Whip of corruption
Now world famous for his startling language, the motor-biking Duterte Harley made the business sector sit up with the catchphrase “whiff of corruption.”
And it did not even have to be true!
Of course it was just his usual dramatic way of warning government officials that he was serious about his war against corruption, as he already fired dozens of bureaucrats and even a Cabinet member.
Well, he even told us to shoot down corrupt officials, right?
And the most striking firings by Duterte Harley were those of his friends, supposedly due to rotten government deals.
Now, his most favorite agency, the Philippine National Police, recently came out with bidding notices for this deal worth P1.2 billion.
The mainstream media hardly bothered with the deal. It only came out in some item filed by the police reporter in some tabloid.
It was, in the journalistic parlance, a nonstory.
All right, P1.2 billion might be peanuts alongside the huge 2017 budget of the PNP at more than P110 billion, specifically designed for the war on drugs.
But, to my mind, the P1.2-billion deal would be crucial to this thing called disaster preparedness that has us worried sick, what with the strong earthquakes lately.
Really, the police must still keep peace and order during calamities, as the public for instance could panic in case of the “big one.”
Based on the bidding notice, the PNP wanted to spend P1.2 billion for radios. Well and good. Then again the PNP specified the system it wanted as the DMR, or digital mobile radio, the standard developed in Europe.

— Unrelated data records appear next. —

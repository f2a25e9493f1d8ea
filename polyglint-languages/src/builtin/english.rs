//! English
//!
//! English tags words from a small closed-class lexicon compiled into the
//! crate, and adds article and compound checks to the common ones.

use super::lazy_splitter;
use crate::splitter::RuleBasedSentenceSplitter;
use polyglint_core::{
    CountryVariants, Language, Locale, ManualTagger, RuleId, SentenceSplitter, Tagger,
};
use std::borrow::Cow;
use std::sync::{Arc, OnceLock};

static COUNTRIES: [Cow<'static, str>; 7] = [
    Cow::Borrowed("US"),
    Cow::Borrowed("GB"),
    Cow::Borrowed("AU"),
    Cow::Borrowed("NZ"),
    Cow::Borrowed("ZA"),
    Cow::Borrowed("CA"),
    Cow::Borrowed("IE"),
];
static VARIANTS: CountryVariants = CountryVariants::fixed(&COUNTRIES);

/// "a" versus "an" before vowel sounds
pub const EN_A_VS_AN: RuleId = RuleId::fixed("EN_A_VS_AN");
/// Open, hyphenated and closed compound spellings
pub const EN_COMPOUNDS: RuleId = RuleId::fixed("EN_COMPOUNDS");

static RULES: [RuleId; 8] = [
    RuleId::COMMA_PARENTHESIS_WHITESPACE,
    RuleId::DOUBLE_PUNCTUATION,
    RuleId::UNPAIRED_BRACKETS,
    RuleId::UPPERCASE_SENTENCE_START,
    RuleId::WHITESPACE_RULE,
    RuleId::WORD_REPEAT_RULE,
    EN_A_VS_AN,
    EN_COMPOUNDS,
];

const ABBREVIATIONS: &[&str] = &[
    "Mr", "Mrs", "Ms", "Dr", "Prof", "Sr", "Jr", "St", "Inc", "Ltd", "Co", "etc", "e.g", "i.e",
    "vs", "approx", "Jan", "Feb", "Aug", "Sept", "Oct", "Nov", "Dec",
];

const LEXICON: &str = include_str!("../../data/english.tsv");

/// English with a small embedded closed-class lexicon
#[derive(Default)]
pub struct English {
    tagger: OnceLock<Arc<dyn Tagger>>,
    splitter: OnceLock<Arc<dyn SentenceSplitter>>,
}

impl Language for English {
    fn locale(&self) -> Locale {
        Locale::fixed_with_country("en", "US")
    }

    fn name(&self) -> &str {
        "English"
    }

    fn short_code(&self) -> &str {
        "en"
    }

    fn country_variants(&self) -> &CountryVariants {
        &VARIANTS
    }

    fn tagger(&self) -> Arc<dyn Tagger> {
        self.tagger
            .get_or_init(|| {
                let lexicon = ManualTagger::from_lexicon(LEXICON)
                    .expect("Failed to load embedded English lexicon");
                let tagger: Arc<dyn Tagger> = Arc::new(lexicon);
                tagger
            })
            .clone()
    }

    fn sentence_splitter(&self) -> Arc<dyn SentenceSplitter> {
        lazy_splitter(&self.splitter, || {
            RuleBasedSentenceSplitter::builder().abbreviations(ABBREVIATIONS)
        })
    }

    fn relevant_rules(&self) -> &[RuleId] {
        &RULES
    }
}

#[cfg(test)]
mod tests {
    use super::*;

    #[test]
    fn test_embedded_lexicon_is_well_formed() {
        let tagger = ManualTagger::from_lexicon(LEXICON).unwrap();
        assert!(tagger.len() > 40);
        assert!(!tagger.tag("an").is_empty());
    }

    #[test]
    fn test_embedded_lexicon_tags_known_words() {
        let english = English::default();
        let readings = english.tagger().tag("houses");
        assert_eq!(readings.len(), 2);
        assert!(readings.iter().all(|r| r.lemma() == Some("house")));
        assert!(english.tagger().tag("zyzzyva").is_empty());
    }

    #[test]
    fn test_lowercase_fallback() {
        let readings = English::default().tagger().tag("The");
        assert_eq!(readings.len(), 1);
        assert_eq!(readings[0].surface(), "The");
        assert_eq!(readings[0].pos_tag(), Some("DT"));
    }

    #[test]
    fn test_title_abbreviation_does_not_split() {
        let sentences = English::default()
            .sentence_splitter()
            .split("Dr. Smith arrived. He sat down.");
        assert_eq!(sentences, vec!["Dr. Smith arrived. ", "He sat down."]);
    }
}
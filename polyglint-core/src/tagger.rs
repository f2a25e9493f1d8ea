//! Part-of-speech tagging interface
//!
//! Real taggers (dictionary lookups, disambiguation) live outside this crate.
//! Two small implementations ship here: [`PassThroughTagger`], which every
//! language without a dictionary can use, and [`ManualTagger`], which reads a
//! tab-separated lexicon.

use crate::error::{CoreError, Result};
use crate::token::AnalyzedToken;
use std::collections::HashMap;

/// Converts a raw word into zero or more analyzed readings
///
/// An empty result means the word is unknown; several results mean the word
/// is ambiguous.
///
/// Implementations must be thread-safe so a language descriptor can be shared
/// between concurrent callers.
pub trait Tagger: Send + Sync {
    fn tag(&self, word: &str) -> Vec<AnalyzedToken>;
}

/// Tagger that returns one untagged reading for every word
#[derive(Debug, Clone, Copy, Default)]
pub struct PassThroughTagger;

impl Tagger for PassThroughTagger {
    fn tag(&self, word: &str) -> Vec<AnalyzedToken> {
        vec![AnalyzedToken::untagged(word)]
    }
}

/// Tagger backed by an in-memory lexicon
///
/// The lexicon format is one analysis per line:
///
/// ```text
/// # surface <TAB> lemma <TAB> tag
/// houses	house	NNS
/// houses	house	VBZ
/// ```
///
/// Blank lines and lines starting with `#` are skipped.
#[derive(Debug, Clone, Default)]
pub struct ManualTagger {
    entries: HashMap<String, Vec<(String, String)>>,
}

impl ManualTagger {
    /// Parse a lexicon from its text form
    pub fn from_lexicon(content: &str) -> Result<Self> {
        let mut entries: HashMap<String, Vec<(String, String)>> = HashMap::new();

        for (index, raw_line) in content.lines().enumerate() {
            let line = raw_line.trim_end_matches('\r');
            if line.trim().is_empty() || line.starts_with('#') {
                continue;
            }

            let fields: Vec<&str> = line.split('\t').collect();
            let [surface, lemma, tag] = fields.as_slice() else {
                return Err(CoreError::Lexicon {
                    line: index + 1,
                    reason: format!("expected 3 tab-separated fields, found {}", fields.len()),
                });
            };

            if surface.is_empty() || tag.is_empty() {
                return Err(CoreError::Lexicon {
                    line: index + 1,
                    reason: "surface and tag must not be empty".to_string(),
                });
            }

            entries
                .entry((*surface).to_string())
                .or_default()
                .push(((*lemma).to_string(), (*tag).to_string()));
        }

        tracing::debug!(forms = entries.len(), "parsed manual tagger lexicon");
        Ok(Self { entries })
    }

    /// Number of distinct surface forms
    pub fn len(&self) -> usize {
        self.entries.len()
    }

    pub fn is_empty(&self) -> bool {
        self.entries.is_empty()
    }
}

impl Tagger for ManualTagger {
    fn tag(&self, word: &str) -> Vec<AnalyzedToken> {
        let analyses = self
            .entries
            .get(word)
            .or_else(|| self.entries.get(&word.to_lowercase()));

        match analyses {
            Some(analyses) => analyses
                .iter()
                .map(|(lemma, tag)| {
                    let lemma = (!lemma.is_empty()).then(|| lemma.clone());
                    AnalyzedToken::new(word, Some(tag.clone()), lemma)
                })
                .collect(),
            None => Vec::new(),
        }
    }
}
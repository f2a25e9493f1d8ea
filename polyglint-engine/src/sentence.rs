//! Analysis output

use polyglint_core::TokenReadings;

/// One analyzed sentence
///
/// The first entry is always the sentence-start marker; the remaining
/// entries cover the sentence text in order, whitespace included.
#[derive(Debug, Clone, PartialEq, Eq)]
pub struct AnalyzedSentence {
    text: String,
    tokens: Vec<TokenReadings>,
}

impl AnalyzedSentence {
    pub(crate) fn new(text: String, tokens: Vec<TokenReadings>) -> Self {
        Self { text, tokens }
    }

    /// The sentence text as returned by the splitter
    pub fn text(&self) -> &str {
        &self.text
    }

    /// All spans, starting with the sentence-start marker
    pub fn tokens(&self) -> &[TokenReadings] {
        &self.tokens
    }

    /// The spans rules usually look at: marker and words, no whitespace
    pub fn tokens_without_whitespace(&self) -> Vec<&TokenReadings> {
        self.tokens.iter().filter(|t| !t.is_whitespace()).collect()
    }

    /// Number of spans, marker included
    pub fn len(&self) -> usize {
        self.tokens.len()
    }

    /// Whether the sentence holds no spans at all
    pub fn is_empty(&self) -> bool {
        self.tokens.is_empty()
    }
}
//! TOML language configuration

pub mod types;

pub use types::{
    LanguageConfig, MaintainerConfig, MetadataConfig, RuleConfig, SplitterConfig,
    SymbolConfig, SymbolPairConfig, TaggerConfig,
};
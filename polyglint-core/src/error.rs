use thiserror::Error;

/// Errors raised while building tokens, descriptors and the language registry
#[derive(Debug, Clone, PartialEq, Eq, Error)]
pub enum CoreError {
    /// Token construction without surface text
    #[error("invalid token: {0}")]
    InvalidToken(String),

    /// Descriptor built without a tagger
    #[error("language '{language}' has no tagger")]
    MissingTagger {
        /// Short code of the language being built
        language: String,
    },

    /// Descriptor built without a sentence splitter
    #[error("language '{language}' has no sentence splitter")]
    MissingSentenceSplitter {
        /// Short code of the language being built
        language: String,
    },

    /// Descriptor metadata is unusable (empty code, empty name, ...)
    #[error("invalid language descriptor: {0}")]
    InvalidDescriptor(String),

    /// Start and end bracket symbol lists differ in length
    #[error("unpaired symbols mismatch: {start} start symbols, {end} end symbols")]
    MismatchedSymbols {
        /// Number of start symbols
        start: usize,
        /// Number of end symbols
        end: usize,
    },

    /// A language with this short code is already registered
    #[error("language '{0}' is already registered")]
    DuplicateLanguage(String),

    /// No language registered under this short code
    #[error("unknown language: {0}")]
    UnknownLanguage(String),

    /// The language exists but not for the requested country
    #[error("language '{code}' is not available for country '{country}'")]
    UnsupportedVariant {
        /// Short code of the resolved language
        code: String,
        /// Requested country variant
        country: String,
    },

    /// Malformed manual tagger lexicon
    #[error("lexicon error at line {line}: {reason}")]
    Lexicon {
        /// One-based line number
        line: usize,
        /// What is wrong with the line
        reason: String,
    },
}

/// Result type for core operations
pub type Result<T> = std::result::Result<T, CoreError>;
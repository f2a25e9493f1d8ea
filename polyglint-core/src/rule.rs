//! Rule identities
//!
//! A language only names the checks that apply to it. Turning a name into an
//! executable rule is the job of the pipeline's rule catalog.

use std::borrow::Cow;
use std::fmt;

/// Stable identity of a grammar or style rule
#[derive(Debug, Clone, PartialEq, Eq, Hash, PartialOrd, Ord)]
#[cfg_attr(feature = "serde", derive(serde::Serialize, serde::Deserialize))]
#[cfg_attr(feature = "serde", serde(transparent))]
pub struct RuleId(Cow<'static, str>);

impl RuleId {
    /// Missing space after a comma, or a space inside parentheses
    pub const COMMA_PARENTHESIS_WHITESPACE: RuleId = RuleId::fixed("COMMA_PARENTHESIS_WHITESPACE");
    /// Two consecutive dots or commas
    pub const DOUBLE_PUNCTUATION: RuleId = RuleId::fixed("DOUBLE_PUNCTUATION");
    /// Opening bracket or quote without its closing counterpart
    pub const UNPAIRED_BRACKETS: RuleId = RuleId::fixed("UNPAIRED_BRACKETS");
    /// Sentence starting with a lowercase letter
    pub const UPPERCASE_SENTENCE_START: RuleId = RuleId::fixed("UPPERCASE_SENTENCE_START");
    /// Repeated whitespace between words
    pub const WHITESPACE_RULE: RuleId = RuleId::fixed("WHITESPACE_RULE");
    /// The same word twice in a row
    pub const WORD_REPEAT_RULE: RuleId = RuleId::fixed("WORD_REPEAT_RULE");

    pub const fn fixed(id: &'static str) -> Self {
        Self(Cow::Borrowed(id))
    }

    pub fn new(id: impl Into<String>) -> Self {
        Self(Cow::Owned(id.into()))
    }

    pub fn as_str(&self) -> &str {
        &self.0
    }
}

impl fmt::Display for RuleId {
    fn fmt(&self, f: &mut fmt::Formatter<'_>) -> fmt::Result {
        f.write_str(&self.0)
    }
}

impl From<&str> for RuleId {
    fn from(id: &str) -> Self {
        Self::new(id)
    }
}

impl From<String> for RuleId {
    fn from(id: String) -> Self {
        Self(Cow::Owned(id))
    }
}

#[cfg(test)]
mod tests {
    use super::*;

    #[test]
    fn test_fixed_and_owned_ids_compare_equal() {
        assert_eq!(RuleId::WORD_REPEAT_RULE, RuleId::from("WORD_REPEAT_RULE"));
        assert_eq!(RuleId::UNPAIRED_BRACKETS.as_str(), "UNPAIRED_BRACKETS");
    }

    #[test]
    fn test_display() {
        assert_eq!(RuleId::WHITESPACE_RULE.to_string(), "WHITESPACE_RULE");
    }
}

That was actually the fancy name for conventional old-style two-way radio communication system. Each user, such as the police, operated its own system. And so they could not talk to other agencies.
From what I gathered, the DMR might have remained popular in the business sector in all these years of remarkable advances in communications technology, but public safety agencies abroad, particularly the police and the military, already shunned it.

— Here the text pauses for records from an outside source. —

//! German
//!
//! German pairs its low-opening quotes and inward guillemets, and adds
//! agreement and noun capitalization checks.

use super::{lazy_splitter, pass_through_tagger};
use crate::splitter::RuleBasedSentenceSplitter;
use polyglint_core::{
    CountryVariants, Language, Locale, RuleId, SentenceSplitter, SymbolPair, SymbolPairs, Tagger,
};
use std::borrow::Cow;
use std::sync::{Arc, OnceLock};

static COUNTRIES: [Cow<'static, str>; 5] = [
    Cow::Borrowed("DE"),
    Cow::Borrowed("AT"),
    Cow::Borrowed("CH"),
    Cow::Borrowed("LU"),
    Cow::Borrowed("LI"),
];
static VARIANTS: CountryVariants = CountryVariants::fixed(&COUNTRIES);

// German quotes open low („ ‚) and close high (“ ‘); guillemets point inwards
static PAIRS: [SymbolPair; 7] = [
    SymbolPair::fixed("[", "]"),
    SymbolPair::fixed("(", ")"),
    SymbolPair::fixed("{", "}"),
    SymbolPair::fixed("„", "“"),
    SymbolPair::fixed("»", "«"),
    SymbolPair::fixed("‚", "‘"),
    SymbolPair::fixed("\"", "\""),
];
static SYMBOLS: SymbolPairs = SymbolPairs::fixed(&PAIRS);

/// Agreement between article, adjective and noun
pub const DE_AGREEMENT: RuleId = RuleId::fixed("DE_AGREEMENT");
/// Capitalization of nouns
pub const DE_CASE: RuleId = RuleId::fixed("DE_CASE");

static RULES: [RuleId; 8] = [
    RuleId::COMMA_PARENTHESIS_WHITESPACE,
    RuleId::DOUBLE_PUNCTUATION,
    RuleId::UNPAIRED_BRACKETS,
    RuleId::UPPERCASE_SENTENCE_START,
    RuleId::WHITESPACE_RULE,
    RuleId::WORD_REPEAT_RULE,
    DE_AGREEMENT,
    DE_CASE,
];

const ABBREVIATIONS: &[&str] = &[
    "z.B", "bzw", "usw", "d.h", "u.a", "vgl", "ca", "Dr", "Hr", "Fr", "Nr", "Str", "Prof", "evtl",
];

/// German, offered for Germany, Austria, Switzerland, Luxembourg and Liechtenstein
#[derive(Default)]
pub struct German {
    splitter: OnceLock<Arc<dyn SentenceSplitter>>,
}

impl Language for German {
    fn locale(&self) -> Locale {
        Locale::fixed("de")
    }

    fn name(&self) -> &str {
        "German"
    }

    fn short_code(&self) -> &str {
        "de"
    }

    fn country_variants(&self) -> &CountryVariants {
        &VARIANTS
    }

    fn unpaired_symbols(&self) -> &SymbolPairs {
        &SYMBOLS
    }

    fn tagger(&self) -> Arc<dyn Tagger> {
        pass_through_tagger()
    }

    fn sentence_splitter(&self) -> Arc<dyn SentenceSplitter> {
        lazy_splitter(&self.splitter, || {
            RuleBasedSentenceSplitter::builder()
                .abbreviations(ABBREVIATIONS)
                .closing_symbols(&SYMBOLS)
        })
    }

    fn relevant_rules(&self) -> &[RuleId] {
        &RULES
    }
}
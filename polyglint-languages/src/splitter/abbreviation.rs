use std::collections::HashMap;

/// Trie node for abbreviation lookup
#[derive(Debug, Clone, Default)]
struct TrieNode {
    children: HashMap<char, TrieNode>,
    /// Whether this node represents the end of an abbreviation
    is_end: bool,
}

/// Case-insensitive trie of abbreviations written without their final dot
#[derive(Debug, Clone, Default)]
pub struct AbbreviationTrie {
    root: TrieNode,
    len: usize,
}

impl AbbreviationTrie {
    pub fn new() -> Self {
        Self::default()
    }

    pub fn is_empty(&self) -> bool {
        self.len == 0
    }

    pub fn len(&self) -> usize {
        self.len
    }

    /// Insert an abbreviation; a trailing dot is ignored
    pub fn insert(&mut self, abbreviation: &str) {
        let normalized = abbreviation.trim_end_matches('.').to_lowercase();
        if normalized.is_empty() {
            return;
        }

        let mut current = &mut self.root;
        for ch in normalized.chars() {
            current = current.children.entry(ch).or_default();
        }

        if !current.is_end {
            self.len += 1;
        }
        current.is_end = true;
    }

    pub fn contains(&self, word: &str) -> bool {
        let mut current = &self.root;
        for ch in word.chars().flat_map(char::to_lowercase) {
            match current.children.get(&ch) {
                Some(next) => current = next,
                None => return false,
            }
        }
        current.is_end
    }

    /// Whether the word ending right before the dot at `dot_pos` is an abbreviation
    ///
    /// `dot_pos` is a byte offset into `text`. The word is the run of
    /// non-whitespace characters before the dot, with leading opening brackets
    /// and quotes stripped.
    pub fn ends_abbreviation(&self, text: &str, dot_pos: usize) -> bool {
        if self.is_empty() || dot_pos == 0 || dot_pos > text.len() {
            return false;
        }

        let before = &text[..dot_pos];
        let word_start = before
            .char_indices()
            .rev()
            .find(|(_, ch)| ch.is_whitespace())
            .map(|(idx, ch)| idx + ch.len_utf8())
            .unwrap_or(0);

        let word = before[word_start..].trim_start_matches(|c: char| !c.is_alphanumeric());
        !word.is_empty() && self.contains(word)
    }
}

The two-way DMR would be a huge drawback during disasters, just precisely when the police would need to contact the military or the hospitals or the Red Cross.

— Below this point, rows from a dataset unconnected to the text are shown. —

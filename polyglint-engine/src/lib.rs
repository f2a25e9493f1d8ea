//! Analysis pipeline for polyglint
//!
//! This crate drives the language plug-ins: it resolves a language from a
//! [`LanguageRegistry`](polyglint_core::LanguageRegistry), checks that every
//! rule the language names exists in a [`RuleCatalog`], and turns text into
//! [`AnalyzedSentence`]s using the language's splitter, tokenizer and tagger.
//!
//! # Example
//!
//! ```rust
//! use polyglint_engine::{Pipeline, PipelineConfig, RuleCatalog};
//! use polyglint_languages::builtin_registry;
//!
//! let registry = builtin_registry()?;
//! let config = PipelineConfig::builder().language("gl").country("ES").build()?;
//! let pipeline = Pipeline::new(&registry, &RuleCatalog::standard(), config)?;
//!
//! let sentences = pipeline.analyze("Ola mundo. Adeus.")?;
//! assert_eq!(sentences.len(), 2);
//! assert!(sentences[0].tokens()[0].is_sentence_start());
//! # Ok::<(), Box<dyn std::error::Error>>(())
//! ```

#![warn(missing_docs)]

pub mod config;
pub mod error;
pub mod pipeline;
pub mod rules;
pub mod sentence;

pub use config::{ExecutionMode, PipelineConfig, PipelineConfigBuilder};
pub use error::{EngineError, Result};
pub use pipeline::Pipeline;
pub use rules::{NamedRule, RuleCatalog, RuleDescriptor};
pub use sentence::AnalyzedSentence;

For many years now, the police in other countries actually preferred multiple-agency systems, with search and rescue operations in mind.
As a rule, the police force would want to communicate with the fire department, the military, and hospitals, not to mention utilities like the telephone and the electric companies.
From what I gathered, there were only two standards that were rated worldwide as public safety grade.
Guess what—the DMR was not one of them.
And those two multiagency communications systems were the choices of our own Presidential Security Group, plus public utility companies like the two LRT lines and the Edsa MRT, and even the giant Meralco.
Question: Did the PNP want to downgrade its communication systems?
Reports indicated that, as early as 1994, to prepare for the security-sensitive Apec summit held in Manila, with all those world leaders coming here, the PNP already started to look at public safety communication platforms.
In short, no longer the two-way style DMR! More than 20 years ago!
At that time, the PNP chose the popular APCO P16 (Association of Public Safety Communications Officials Project 16), which was its standard until 2010, during which the police spent huge amounts of our tax money on several upgrades.
But perhaps the APCO P16 had a drawback: It was the US standard.
Thus, the system was a proprietary system, and it tied down the PNP to the US manufacturer, which could also be bad, considering that there were other standards, even more modern ones, equipped with microchips and “cloud” technologies and all.
In 2015, the PNP thus decided to adopt a new standard for its communication systems to prepare for the bidding.
Surprise—the PNP changed the standard last year! The PNP went back to the two-way old style DMR.
Do you think that the PNP wanted to eliminate certain bidders?
Or maybe it only wanted to follow the trend in our neighborhood transport system, from motorized tricycles to “depadyak,” which we could hardly call “progress?”
Time to bring out the whip of corruption!